Et voici donc que, partis vaillamment à la suite d’une enquête policière se déroulant dans la Chine des années 90, alors en pleine transition – brutale, la transition, surtout pour les plus démunis – entre sous-développement et modernité, nous nous retrouvons, noyés par une pluie infernale qui ne s’arrête jamais, peu à peu perdus au bord – puis au fond – d’un véritable gouffre d’abstraction. Aucune scène ne fait complètement sens : Shujun Wei est le roi des plans indéfinis et des coupes malicieuses, nous empêchant de saisir réellement ce qui se passe à l'écran ! On peut commencer par s’irriter devant ce manque flagrant de respect des « règles du jeu », devant le flou qui règne à tous les niveaux du scénario, devant nombre de situations soit indéfinissables, soit même en contradiction avec celles qui précédaient : après tout, on aime bien les thrillers chinois comme Black Coal (le premier qui vient à l’esprit en termes d’atmosphère sordide similaire), et on apprécierait que Only the River Flows se cantonne à ce registre-là !

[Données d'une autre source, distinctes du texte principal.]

//! Outbound email: transports, message composition, and the inquiry notifier.

pub mod mailer;
pub mod notifier;
pub mod templates;

pub use mailer::{ConfiguredMailer, LogMailer, MailError, Mailer, OutgoingEmail, SmtpMailer};
pub use notifier::{MailSettings, Notifier, ReplyDeliveryError, StaffNotification};
pub use templates::ReplyContext;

Mais plus on avance, plus le film semble se déliter, ne laissant finalement comme points durs auxquels le spectateur peut se raccrocher qu’une impitoyable « satire » politique d’une société ne tolérant aucune singularité (la métaphore des balles de ping-pong, toutes semblables, envahissant l’écran), ni aucune déficience : le faible d’esprit est forcément le criminel, à moins que ce ne soit le coiffeur aimant se travestir en femme… Quant à avoir un enfant handicapé, c’est se résoudre à faire partie des faibles, que la société chinoise élimine, plus ou moins ouvertement. Et la culture, là dedans ? Vous voulez rire ! Une salle de cinéma qui n’a plus de spectateurs est bien plus utile dans la Chine « moderne » comme bâtiment administratif à partir duquel la police peut opérer…
Et puis, alors que la fin du film est proche, Shujun Wei nous balance cinq minutes de scènes oniriques absolument époustouflantes – parmi les plus belles images que nous ayons vues cette année. Cinq minutes d’hommage au cinéma comme peu de réalisateurs contemporains osent encore en faire.
Only the River Flows n’est sans doute pas le film le plus facile d’accès de cette année, mais c’est l’un des plus beaux.